Count up the lines below where the word "TransitApi" shows up, and respond with the number alone.

SOURCE DATA.
■ ■ ■ ■

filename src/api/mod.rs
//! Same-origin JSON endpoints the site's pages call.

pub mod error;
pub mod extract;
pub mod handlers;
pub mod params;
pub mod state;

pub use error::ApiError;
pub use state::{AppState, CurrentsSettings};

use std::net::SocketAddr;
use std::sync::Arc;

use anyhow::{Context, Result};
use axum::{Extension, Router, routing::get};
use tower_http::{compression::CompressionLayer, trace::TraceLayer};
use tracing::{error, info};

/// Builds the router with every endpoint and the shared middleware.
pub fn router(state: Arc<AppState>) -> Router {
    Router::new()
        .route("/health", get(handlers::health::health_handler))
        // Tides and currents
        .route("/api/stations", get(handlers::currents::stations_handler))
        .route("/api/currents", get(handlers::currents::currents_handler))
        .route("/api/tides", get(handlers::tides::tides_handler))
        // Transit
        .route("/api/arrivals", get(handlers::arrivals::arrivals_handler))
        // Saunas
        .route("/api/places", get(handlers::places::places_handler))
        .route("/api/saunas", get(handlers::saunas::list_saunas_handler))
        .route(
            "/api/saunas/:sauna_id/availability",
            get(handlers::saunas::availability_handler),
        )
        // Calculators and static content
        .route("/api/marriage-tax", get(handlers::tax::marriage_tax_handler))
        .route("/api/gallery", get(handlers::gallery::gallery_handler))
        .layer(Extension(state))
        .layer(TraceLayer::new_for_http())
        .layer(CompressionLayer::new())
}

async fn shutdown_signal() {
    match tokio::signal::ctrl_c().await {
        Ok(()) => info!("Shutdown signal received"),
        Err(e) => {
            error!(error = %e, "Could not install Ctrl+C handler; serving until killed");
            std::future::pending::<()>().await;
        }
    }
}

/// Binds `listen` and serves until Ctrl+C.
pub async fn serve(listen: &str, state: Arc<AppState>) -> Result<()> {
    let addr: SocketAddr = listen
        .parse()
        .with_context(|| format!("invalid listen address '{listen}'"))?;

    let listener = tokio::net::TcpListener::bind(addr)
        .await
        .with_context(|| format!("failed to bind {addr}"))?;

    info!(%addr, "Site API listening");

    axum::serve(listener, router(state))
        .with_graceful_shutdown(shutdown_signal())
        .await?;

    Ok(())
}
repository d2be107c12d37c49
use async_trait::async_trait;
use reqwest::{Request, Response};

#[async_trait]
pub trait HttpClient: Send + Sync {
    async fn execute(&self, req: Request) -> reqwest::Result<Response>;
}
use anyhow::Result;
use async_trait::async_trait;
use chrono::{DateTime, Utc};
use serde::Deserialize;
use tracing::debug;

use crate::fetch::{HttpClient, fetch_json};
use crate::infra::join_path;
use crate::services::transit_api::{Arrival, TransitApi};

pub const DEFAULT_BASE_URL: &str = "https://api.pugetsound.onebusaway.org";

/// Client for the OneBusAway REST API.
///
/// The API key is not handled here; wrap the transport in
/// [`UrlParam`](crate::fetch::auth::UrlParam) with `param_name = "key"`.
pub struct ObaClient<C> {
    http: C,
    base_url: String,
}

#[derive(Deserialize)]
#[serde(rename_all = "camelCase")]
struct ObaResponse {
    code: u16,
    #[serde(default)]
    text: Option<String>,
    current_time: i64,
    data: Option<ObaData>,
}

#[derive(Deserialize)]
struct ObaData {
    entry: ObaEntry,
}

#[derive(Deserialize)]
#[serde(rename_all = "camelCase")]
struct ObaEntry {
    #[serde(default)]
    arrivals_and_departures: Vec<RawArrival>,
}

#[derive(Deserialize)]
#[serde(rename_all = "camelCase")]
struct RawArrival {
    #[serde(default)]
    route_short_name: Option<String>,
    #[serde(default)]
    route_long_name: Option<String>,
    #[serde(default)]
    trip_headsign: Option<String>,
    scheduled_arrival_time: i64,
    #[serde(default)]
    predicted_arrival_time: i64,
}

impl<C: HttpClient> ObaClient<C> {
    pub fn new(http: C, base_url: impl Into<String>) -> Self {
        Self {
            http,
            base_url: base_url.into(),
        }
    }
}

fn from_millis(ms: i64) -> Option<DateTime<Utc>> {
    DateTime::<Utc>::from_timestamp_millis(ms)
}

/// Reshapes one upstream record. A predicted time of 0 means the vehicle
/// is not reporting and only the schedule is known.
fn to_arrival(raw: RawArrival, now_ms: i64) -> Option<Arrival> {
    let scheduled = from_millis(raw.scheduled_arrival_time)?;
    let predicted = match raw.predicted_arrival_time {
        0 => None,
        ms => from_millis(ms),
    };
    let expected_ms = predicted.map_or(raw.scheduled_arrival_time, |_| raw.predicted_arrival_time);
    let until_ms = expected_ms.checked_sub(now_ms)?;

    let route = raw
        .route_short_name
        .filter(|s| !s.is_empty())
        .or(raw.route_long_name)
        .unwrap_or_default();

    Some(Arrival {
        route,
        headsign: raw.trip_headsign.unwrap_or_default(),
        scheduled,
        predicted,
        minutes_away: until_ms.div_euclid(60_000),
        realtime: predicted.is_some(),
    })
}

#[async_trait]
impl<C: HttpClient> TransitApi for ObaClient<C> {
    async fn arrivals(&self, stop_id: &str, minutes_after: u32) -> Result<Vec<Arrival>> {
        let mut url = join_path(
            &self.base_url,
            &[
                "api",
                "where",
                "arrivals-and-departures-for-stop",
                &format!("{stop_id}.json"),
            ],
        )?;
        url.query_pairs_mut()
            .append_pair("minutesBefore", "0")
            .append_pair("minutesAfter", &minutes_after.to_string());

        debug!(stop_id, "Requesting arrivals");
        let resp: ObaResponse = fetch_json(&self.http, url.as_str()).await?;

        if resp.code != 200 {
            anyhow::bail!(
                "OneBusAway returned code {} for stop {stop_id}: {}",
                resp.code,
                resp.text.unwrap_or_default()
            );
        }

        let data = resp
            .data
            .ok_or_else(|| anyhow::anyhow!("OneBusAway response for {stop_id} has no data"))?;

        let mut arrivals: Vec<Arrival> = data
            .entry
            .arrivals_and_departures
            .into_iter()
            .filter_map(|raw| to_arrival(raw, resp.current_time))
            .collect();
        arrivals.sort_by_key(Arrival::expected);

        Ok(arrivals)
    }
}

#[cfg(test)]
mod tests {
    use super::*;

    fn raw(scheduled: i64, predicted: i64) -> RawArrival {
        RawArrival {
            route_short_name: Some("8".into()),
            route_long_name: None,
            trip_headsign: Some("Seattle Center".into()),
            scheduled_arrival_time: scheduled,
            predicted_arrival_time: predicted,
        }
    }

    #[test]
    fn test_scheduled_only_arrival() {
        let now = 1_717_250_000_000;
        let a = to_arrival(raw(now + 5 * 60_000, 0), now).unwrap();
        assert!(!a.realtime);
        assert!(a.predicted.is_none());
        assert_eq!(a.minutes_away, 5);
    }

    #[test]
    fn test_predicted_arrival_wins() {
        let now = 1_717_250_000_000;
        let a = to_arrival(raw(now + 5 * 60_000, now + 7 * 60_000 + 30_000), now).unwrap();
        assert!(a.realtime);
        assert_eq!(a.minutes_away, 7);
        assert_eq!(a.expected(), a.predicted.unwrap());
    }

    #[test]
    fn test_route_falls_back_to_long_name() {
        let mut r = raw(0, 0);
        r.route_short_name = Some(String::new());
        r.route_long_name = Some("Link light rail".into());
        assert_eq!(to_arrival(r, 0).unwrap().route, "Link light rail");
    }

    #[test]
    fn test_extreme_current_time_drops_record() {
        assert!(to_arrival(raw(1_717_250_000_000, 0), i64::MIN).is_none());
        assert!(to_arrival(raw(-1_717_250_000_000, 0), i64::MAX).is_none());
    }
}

■ ■ ■ ■

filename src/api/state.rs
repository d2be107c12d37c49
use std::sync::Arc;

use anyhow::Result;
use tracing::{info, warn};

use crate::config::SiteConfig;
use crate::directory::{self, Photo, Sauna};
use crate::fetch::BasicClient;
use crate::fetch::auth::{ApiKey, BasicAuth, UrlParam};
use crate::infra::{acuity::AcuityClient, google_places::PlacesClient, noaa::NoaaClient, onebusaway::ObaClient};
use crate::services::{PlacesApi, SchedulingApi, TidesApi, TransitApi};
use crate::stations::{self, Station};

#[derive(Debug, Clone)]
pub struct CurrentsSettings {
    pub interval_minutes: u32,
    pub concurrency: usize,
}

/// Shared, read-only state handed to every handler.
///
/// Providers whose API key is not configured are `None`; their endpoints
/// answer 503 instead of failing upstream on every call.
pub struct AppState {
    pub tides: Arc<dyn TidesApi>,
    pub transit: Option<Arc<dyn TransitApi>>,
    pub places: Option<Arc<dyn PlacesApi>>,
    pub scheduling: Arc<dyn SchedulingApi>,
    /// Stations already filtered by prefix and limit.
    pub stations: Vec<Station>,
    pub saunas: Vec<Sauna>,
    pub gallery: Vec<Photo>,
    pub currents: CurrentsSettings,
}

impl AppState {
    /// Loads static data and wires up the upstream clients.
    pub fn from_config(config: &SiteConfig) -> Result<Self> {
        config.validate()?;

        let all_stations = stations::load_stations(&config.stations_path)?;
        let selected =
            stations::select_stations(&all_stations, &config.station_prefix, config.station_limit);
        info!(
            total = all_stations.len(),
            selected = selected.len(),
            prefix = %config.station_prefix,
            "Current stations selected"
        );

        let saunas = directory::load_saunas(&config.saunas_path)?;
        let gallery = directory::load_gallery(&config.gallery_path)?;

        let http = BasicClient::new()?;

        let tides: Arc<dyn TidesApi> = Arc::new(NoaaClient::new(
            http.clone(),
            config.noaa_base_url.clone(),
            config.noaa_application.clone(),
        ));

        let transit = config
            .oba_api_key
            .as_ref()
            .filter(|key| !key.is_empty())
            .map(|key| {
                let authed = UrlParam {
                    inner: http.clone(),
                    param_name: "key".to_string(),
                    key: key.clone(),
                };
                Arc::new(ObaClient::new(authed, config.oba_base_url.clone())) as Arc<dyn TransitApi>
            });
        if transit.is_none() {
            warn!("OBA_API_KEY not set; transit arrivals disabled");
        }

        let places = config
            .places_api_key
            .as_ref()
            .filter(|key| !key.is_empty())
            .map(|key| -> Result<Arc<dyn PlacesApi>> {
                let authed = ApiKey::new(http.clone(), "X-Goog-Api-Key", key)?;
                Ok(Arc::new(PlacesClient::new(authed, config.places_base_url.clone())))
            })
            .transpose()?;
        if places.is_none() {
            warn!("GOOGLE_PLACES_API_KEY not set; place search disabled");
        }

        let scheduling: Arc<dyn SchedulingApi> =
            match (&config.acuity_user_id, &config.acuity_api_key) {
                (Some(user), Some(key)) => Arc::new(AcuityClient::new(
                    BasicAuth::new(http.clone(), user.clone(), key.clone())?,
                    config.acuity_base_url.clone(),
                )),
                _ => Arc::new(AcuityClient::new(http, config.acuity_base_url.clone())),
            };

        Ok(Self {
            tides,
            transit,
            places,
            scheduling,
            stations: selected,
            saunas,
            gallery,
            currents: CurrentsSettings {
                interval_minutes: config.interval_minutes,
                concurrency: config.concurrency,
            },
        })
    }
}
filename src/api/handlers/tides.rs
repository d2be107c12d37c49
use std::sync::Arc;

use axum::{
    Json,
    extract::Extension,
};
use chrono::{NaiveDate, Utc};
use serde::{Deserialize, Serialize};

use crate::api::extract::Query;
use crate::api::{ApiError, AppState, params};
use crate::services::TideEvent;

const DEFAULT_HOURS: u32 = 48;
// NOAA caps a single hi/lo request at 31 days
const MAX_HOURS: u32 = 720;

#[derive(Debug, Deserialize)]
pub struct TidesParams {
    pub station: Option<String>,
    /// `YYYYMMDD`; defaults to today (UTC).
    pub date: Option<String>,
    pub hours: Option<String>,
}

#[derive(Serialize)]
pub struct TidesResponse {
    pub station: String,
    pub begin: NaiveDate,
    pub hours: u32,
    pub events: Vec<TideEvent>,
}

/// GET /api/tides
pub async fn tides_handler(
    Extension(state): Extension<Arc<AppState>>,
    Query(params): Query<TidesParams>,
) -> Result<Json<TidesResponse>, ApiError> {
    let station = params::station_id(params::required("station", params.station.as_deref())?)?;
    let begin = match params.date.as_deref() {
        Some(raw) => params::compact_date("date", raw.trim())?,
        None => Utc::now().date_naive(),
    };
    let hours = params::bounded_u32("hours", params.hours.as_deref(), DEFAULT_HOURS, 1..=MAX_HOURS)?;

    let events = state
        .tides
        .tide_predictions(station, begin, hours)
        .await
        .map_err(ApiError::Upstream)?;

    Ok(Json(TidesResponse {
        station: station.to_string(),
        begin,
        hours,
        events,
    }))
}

■ ■ ■ ■

TASK RESULT. 5